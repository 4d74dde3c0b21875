// SPDX-License-Identifier: AGPL-3.0-only
// Copyright (C) 2024 Jonathan Lee
// This program is free software: you can redistribute it and/or modify
// it under the terms of the GNU Affero General Public License version 3
// as published by the Free Software Foundation.
// This program is distributed in the hope that it will be useful,
// but WITHOUT ANY WARRANTY; without even the implied warranty of
// MERCHANTABILITY or FITNESS FOR A PARTICULAR PURPOSE.
// See the GNU Affero General Public License for more details.
// You should have received a copy of the GNU Affero General Public License
// along with this program. If not, see https://www.gnu.org/licenses/.

use crate::dataset::executor::TabularExecutor;
use crate::llm::core::TextGenerator;
use crate::schema::store::SchemaStore;
use crate::workflow::retry::{self, RetryDecision};
use crate::workflow::state::{PhaseOutcome, SessionOutcome, SessionRecord, WorkflowPhase};
use crate::workflow::transition::next_phase;
use std::sync::Arc;
use thiserror::Error;
use tracing::{debug, info};

#[derive(Debug, Error)]
pub enum WorkflowError {
    #[error("Tabular executor unavailable: {0}")]
    ExecutorUnavailable(String),
}

#[derive(Debug, Clone)]
pub struct EngineSettings {
    pub key_column: String,
    pub default_columns: Vec<String>,
    pub small_result_rows: usize,
    pub sample_rows: usize,
}

impl Default for EngineSettings {
    fn default() -> Self {
        Self {
            key_column: "Anonymous_Uid".to_string(),
            default_columns: vec![
                "Anonymous_Uid".to_string(),
                "Drugname".to_string(),
                "DiagnosisName".to_string(),
            ],
            small_result_rows: 5,
            sample_rows: 3,
        }
    }
}

pub struct WorkflowEngine {
    pub(crate) generator: Arc<dyn TextGenerator>,
    pub(crate) schema: Arc<SchemaStore>,
    pub(crate) executor: Arc<TabularExecutor>,
    pub(crate) settings: EngineSettings,
}

impl WorkflowEngine {
    pub fn new(
        generator: Arc<dyn TextGenerator>,
        schema: Arc<SchemaStore>,
        executor: Arc<TabularExecutor>,
    ) -> Self {
        Self::with_settings(generator, schema, executor, EngineSettings::default())
    }

    pub fn with_settings(
        generator: Arc<dyn TextGenerator>,
        schema: Arc<SchemaStore>,
        executor: Arc<TabularExecutor>,
        settings: EngineSettings,
    ) -> Self {
        Self {
            generator,
            schema,
            executor,
            settings,
        }
    }

    pub fn schema(&self) -> &SchemaStore {
        &self.schema
    }

    pub fn executor(&self) -> &TabularExecutor {
        &self.executor
    }

    pub async fn generator_health(&self) -> bool {
        self.generator.health_check().await.is_ok()
    }

    pub async fn run(&self, user_query: &str) -> Result<SessionOutcome, WorkflowError> {
        let mut session = SessionRecord::new(user_query);
        info!(query = user_query, "Workflow session started");

        loop {
            let phase = session.current_phase;
            debug!(phase = phase.as_str(), attempt = session.attempt_count, "Entering phase");

            let (next_session, outcome) = match phase {
                WorkflowPhase::Plan => (self.plan(session).await, PhaseOutcome::Advance),
                WorkflowPhase::Retrieve => (self.retrieve(session).await, PhaseOutcome::Advance),
                WorkflowPhase::Generate => (self.generate(session).await, PhaseOutcome::Advance),
                WorkflowPhase::Validate => {
                    let validated = self.validate(session).await?;
                    let outcome =
                        match retry::decide(&validated.last_error, validated.attempt_count) {
                            RetryDecision::Retry => PhaseOutcome::Retry,
                            RetryDecision::End => PhaseOutcome::End,
                        };
                    (validated, outcome)
                }
                WorkflowPhase::Terminated => break,
            };

            session = next_session;
            session.current_phase = next_phase(phase, outcome);
        }

        info!(
            attempts = session.attempt_count,
            failed = !session.last_error.is_empty(),
            "Workflow session terminated"
        );
        Ok(SessionOutcome::from(session))
    }
}
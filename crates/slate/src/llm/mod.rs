// SPDX-License-Identifier: AGPL-3.0-only
// Copyright (C) 2024 Jonathan Lee
// This program is free software: you can redistribute it and/or modify
// it under the terms of the GNU Affero General Public License version 3
// as published by the Free Software Foundation.
// This program is distributed in the hope that it will be useful,
// but WITHOUT ANY WARRANTY; without even the implied warranty of
// MERCHANTABILITY or FITNESS FOR A PARTICULAR PURPOSE.
// See the GNU Affero General Public License for more details.
// You should have received a copy of the GNU Affero General Public License
// along with this program. If not, see https://www.gnu.org/licenses/.

pub mod adapter;
pub mod contracts;
pub mod core;
pub mod embeddings;
pub mod providers;

pub use adapter::CapabilityAdapter;
pub use contracts::{CapabilityError, CapabilityResult, CompletionRequest, CompletionResponse};
pub use core::TextGenerator;
pub use embeddings::{EmbeddingClient, OllamaEmbeddingClient};
pub use providers::{ApiClient, OllamaChatClient, OllamaGenerateClient};
// SPDX-License-Identifier: AGPL-3.0-only
// Copyright (C) 2024 Jonathan Lee
// This program is free software: you can redistribute it and/or modify
// it under the terms of the GNU Affero General Public License version 3
// as published by the Free Software Foundation.
// This program is distributed in the hope that it will be useful,
// but WITHOUT ANY WARRANTY; without even the implied warranty of
// MERCHANTABILITY or FITNESS FOR A PARTICULAR PURPOSE.
// See the GNU Affero General Public License for more details.
// You should have received a copy of the GNU Affero General Public License
// along with this program. If not, see https://www.gnu.org/licenses/.

pub mod ollama;

use crate::llm::contracts::{CapabilityResult, CompletionRequest, CompletionResponse};
use async_trait::async_trait;

#[async_trait]
pub trait ApiClient: Send + Sync {
    async fn send_request(&self, request: CompletionRequest) -> CapabilityResult<CompletionResponse>;

    fn provider_name(&self) -> &'static str;

    async fn health_check(&self) -> CapabilityResult<()>;
}

pub use ollama::{OllamaChatClient, OllamaGenerateClient};
// SPDX-License-Identifier: AGPL-3.0-only
// Copyright (C) 2024 Jonathan Lee
// This program is free software: you can redistribute it and/or modify
// it under the terms of the GNU Affero General Public License version 3
// as published by the Free Software Foundation.
// This program is distributed in the hope that it will be useful,
// but WITHOUT ANY WARRANTY; without even the implied warranty of
// MERCHANTABILITY or FITNESS FOR A PARTICULAR PURPOSE.
// See the GNU Affero General Public License for more details.
// You should have received a copy of the GNU Affero General Public License
// along with this program. If not, see https://www.gnu.org/licenses/.

use crate::llm::contracts::CapabilityResult;
use async_trait::async_trait;

#[async_trait]
pub trait TextGenerator: Send + Sync {
    async fn complete(&self, prompt: &str) -> CapabilityResult<String>;

    async fn health_check(&self) -> CapabilityResult<()>;
}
- - -
• **What is expected**
When a line in the material above includes "contracts", report that line by copying it.

• **Response**
pub mod contracts;
pub use contracts::{CapabilityError, CapabilityResult, CompletionRequest, CompletionResponse};
use crate::llm::contracts::{CapabilityResult, CompletionRequest, CompletionResponse};
use crate::llm::contracts::CapabilityResult;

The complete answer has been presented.